Direct Energy, a subsidiary of Centrica plc, has signed an agreement to acquire Pittsburgh-based Strategic Energy LLC, a subsidiary of Great Plains Energy Inc., for a total cash consideration of $300 million, the company said last Wednesday. The transaction is debt-free and includes an amount of working capital that will be subject to a subsequent true-up.

The merger of Strategic Energy with Direct Energy’s existing commercial and industrial (C&I) business unit, Direct Energy Business, will create a business supplying almost 55 terawatt hours (TWh) of electricity and gas to customers annually, Direct Energy said.

Direct Energy owns and operates approximately 3,000 natural gas wells in Alberta and three gas-fired power plants in Texas, and has renewable power purchase agreements totaling 813 MW in Texas. Strategic Energy is licensed to supply retail electricity to customers in deregulated energy markets in California, Connecticut, Delaware, Illinois, Maryland, Massachusetts, Michigan, New Jersey, New York, Ohio, Pennsylvania, Texas and Washington, DC.

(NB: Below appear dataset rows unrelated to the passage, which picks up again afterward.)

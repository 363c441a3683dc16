// Redfish REST client
//
// `RedfishClient` plus its per-resource endpoint files. Decoded verbs turn
// non-2xx replies into `Error::Request`; the `*_raw` variants hand the
// outcome back untouched for task monitoring.

pub mod certificates;
pub mod client;
pub mod manager;
pub mod models;
pub mod network;
pub mod response;
pub mod session;
pub mod system;
pub mod tasks;

pub use client::{DEFAULT_MAX_RETRY, RedfishClient};
pub use response::RedfishResponse;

Earlier this year Direct Energy acquired Alberta producer Rockyview Energy Inc. (see NGI, Feb. 4). In that deal, Direct Energy paid C$3.16/share — a 29% premium over the 20-day weighted average closing price — for what amounted to a C$113.3 million transaction. Rockyview Energy has conventional oil and gas and coalbed methane operations in central and western Alberta and the Peace River Arch in northwestern Alberta. In addition to a production base of 2,700 boe/d — 97% of it natural gas — Rockyview has a 100,000-acre undeveloped land portfolio with numerous identified drilling locations.

“Acquiring Strategic Energy is core to Direct Energy’s strategy of building material business in commercial and industrial energy markets,” said Direct Energy CEO Deryk King. “This acquisition makes us a top three energy retailer in the business market and, following our recent purchase of Rockyview Energy, we are well positioned to pursue further aggressive organic growth across North America.”

The company’s complementary footprint, portfolio, skills, culture and management philosophy will enable Direct Energy to accelerate its growth plans through immediate scale benefits post-integration and further cross-selling opportunities, King said.

The transaction is subject to regulatory approval and is expected to close in June.